Sausage, Spinach, Tomato Rigatoni Recipe by Tasty image

Here's what you need: olive oil, hot italian sausage, large yellow onion, garlic, salt, pepper, dried oregano, dried basil, dried parsley, tomato paste, diced tomato, grated parmesan cheese, spinach, rigatoni, ricotta cheese, fresh basil

Provided by Matthew Johnson

Categories     Dinner

Yield 6 servings

Number Of Ingredients 16

1 tablespoon olive oil
5 links hot italian sausage
1 large yellow onion, chopped
5 cloves garlic, minced
salt, to taste
pepper, to taste
1 tablespoon dried oregano
1 tablespoon dried basil
1 tablespoon dried parsley
12 oz tomato paste
15 oz diced tomato
2 cups grated parmesan cheese, divided
2 cups spinach
1 lb rigatoni, cooked
1 cup ricotta cheese
fresh basil, to garnish

Steps:

  • To a large dutch oven on medium heat, add the olive oil and heat it until it shimmers.
  • Add the hot Italian sausage, cook until the the first side browns deeply, flip and cook on the other side until the sausage is fully cooked, 15 minutes. Remove the sausages from the pan and slice when they cool down.
  • To the leftover pan drippings, add the chopped yellow onion, minced garlic, salt, pepper, dried basil, dried oregano, and dried parsley. Cook until the onions are caramelized and soft.
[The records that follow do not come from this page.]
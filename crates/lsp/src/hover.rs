//! Hover documentation for Tekton fields and kinds.

use tekton_core::schema::KNOWN_KINDS;
use tekton_core::{Document, Position, Range};

/// Markdown content plus the range it describes.
#[derive(Debug, Clone, PartialEq, Eq)]
pub struct HoverResult {
    pub content: String,
    pub range: Range,
}

/// Documentation for the node under the cursor.
///
/// The node's key is looked up first; a scalar whose value is a known
/// resource kind gets a one-line description.
pub fn hover(doc: &Document, pos: Position) -> Option<HoverResult> {
    if !doc.is_tekton_resource() {
        return None;
    }

    let node = doc.find_node_at_position(pos)?;

    if let Some(content) = field_docs(&node.key) {
        return Some(HoverResult {
            content: content.to_string(),
            range: node.range,
        });
    }

    let value = node.as_scalar()?;
    KNOWN_KINDS.contains(&value).then(|| HoverResult {
        content: format!("**{}** -- A Tekton {} resource.", value, value),
        range: node.range,
    })
}

/// Markdown documentation for a field key.
pub fn field_docs(key: &str) -> Option<&'static str> {
    let doc = match key {
        // Top level
        "apiVersion" => "**apiVersion** -- The API version for this resource.\n\nTekton resources use `tekton.dev/v1` or `tekton.dev/v1beta1`.",
        "kind" => "**kind** -- The type of Tekton resource.\n\nCommon kinds: `Pipeline`, `Task`, `PipelineRun`, `TaskRun`.",
        "metadata" => "**metadata** -- Standard Kubernetes metadata.\n\nIncludes `name`, `namespace`, `labels`, and `annotations`.",
        // Metadata
        "name" => "**name** -- The name of the resource (required).\n\nMust be unique within the namespace.",
        "namespace" => "**namespace** -- The Kubernetes namespace for this resource.",
        "labels" => "**labels** -- Key-value pairs for organizing resources.",
        "annotations" => "**annotations** -- Key-value pairs for non-identifying metadata.",
        // Pipeline spec
        "tasks" => "**tasks** -- The list of Tasks to execute in the Pipeline.\n\nEach task references a `Task` resource via `taskRef` or defines one inline via `taskSpec`.",
        "finally" => "**finally** -- Tasks that run after all other tasks complete.\n\nThese tasks run regardless of whether previous tasks succeeded or failed.",
        "params" => "**params** -- Parameters accepted by this resource.\n\nParameters can be referenced using `$(params.name)` syntax.",
        "workspaces" => "**workspaces** -- Workspace declarations for shared storage.\n\nWorkspaces provide a way to share data between tasks.",
        "results" => "**results** -- Results produced by this resource.\n\nResults can be referenced by subsequent tasks using `$(tasks.taskName.results.resultName)`.",
        "description" => "**description** -- A human-readable description of this resource.",
        // Pipeline task
        "taskRef" => "**taskRef** -- Reference to an existing Task resource.\n\nSpecify `name` (and optionally `kind` for ClusterTask).",
        "taskSpec" => "**taskSpec** -- Inline Task specification.\n\nDefine a Task directly within the Pipeline instead of referencing an existing one.",
        "runAfter" => "**runAfter** -- List of task names that must complete before this task runs.\n\nUsed to define execution order.",
        "when" => "**when** -- Conditional expressions that determine if this task runs.\n\nUse `input`, `operator`, and `values` fields.",
        "matrix" => "**matrix** -- Matrix parameters for fan-out execution.\n\nRuns the task multiple times with different parameter combinations.",
        // Task spec
        "steps" => "**steps** -- The sequence of containers to run in this Task.\n\nEach step runs in order within a shared Pod.",
        "volumes" => "**volumes** -- Kubernetes volumes to make available to steps.",
        "sidecars" => "**sidecars** -- Sidecar containers that run alongside steps.\n\nUseful for services like databases needed during execution.",
        "stepTemplate" => "**stepTemplate** -- Default values applied to all steps.\n\nSet common image, env vars, or resource limits.",
        // Step
        "image" => "**image** -- The container image to use for this step (required).\n\nExample: `golang:1.25`, `ubuntu:latest`.",
        "script" => "**script** -- A script to execute in the container.\n\nThe script is written to a file and executed. Supports shebangs.",
        "command" => "**command** -- The entrypoint for the container.\n\nOverrides the image's default entrypoint.",
        "args" => "**args** -- Arguments passed to the command.",
        "env" => "**env** -- Environment variables for the container.\n\nEach entry has `name` and `value` (or `valueFrom`).",
        "workingDir" => "**workingDir** -- The working directory for the container.",
        _ => return None,
    };
    Some(doc)
}

#[cfg(test)]
mod tests {
    use super::*;
    use tekton_core::build;

    const TASK: &str = r#"apiVersion: tekton.dev/v1
kind: Task
metadata:
  name: t
spec:
  steps:
    - name: build
      image: golang:1.25
"#;

    #[test]
    fn hovering_a_key_shows_its_docs() {
        let doc = build(TASK).unwrap();
        let result = hover(&doc, Position::new(7, 8)).unwrap();
        assert!(result.content.starts_with("**image**"));
        assert_eq!(result.range.start, Position::new(7, 6));
    }

    #[test]
    fn kind_key_wins_over_kind_value() {
        let doc = build(TASK).unwrap();
        let result = hover(&doc, Position::new(1, 7)).unwrap();
        assert!(result.content.starts_with("**kind**"));
    }

    #[test]
    fn known_kind_values_are_described() {
        let run = "apiVersion: tekton.dev/v1\nkind: PipelineRun\nspec:\n  pipelineRef:\n    name: release\n  items: [Task]\n";
        let doc = build(run).unwrap();
        let result = hover(&doc, Position::new(5, 11)).unwrap();
        assert_eq!(result.content, "**Task** -- A Tekton Task resource.");
    }

    #[test]
    fn unknown_keys_have_no_hover() {
        let doc = build("apiVersion: tekton.dev/v1\nkind: Task\ncustom: value\n").unwrap();
        assert!(hover(&doc, Position::new(2, 2)).is_none());
    }

    #[test]
    fn non_tekton_documents_have_no_hover() {
        let doc = build("apiVersion: v1\nkind: Pod\n").unwrap();
        assert!(hover(&doc, Position::new(1, 2)).is_none());
    }
}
About 10 minutes.
  • Add the tomato paste and cook until the tomato paste darkens slightly.
  • Add in the diced tomatoes and the sausage slices into the pan, stir, and let the sauce come to a simmer.
  • Add in half the grated parmesan, spinach, the cooked pasta, and stir to combine.
  • Spoon in fresh dollaps of the ricotta cheese, garnish with fresh basil, more grated parmesan, and serve!
  • Enjoy!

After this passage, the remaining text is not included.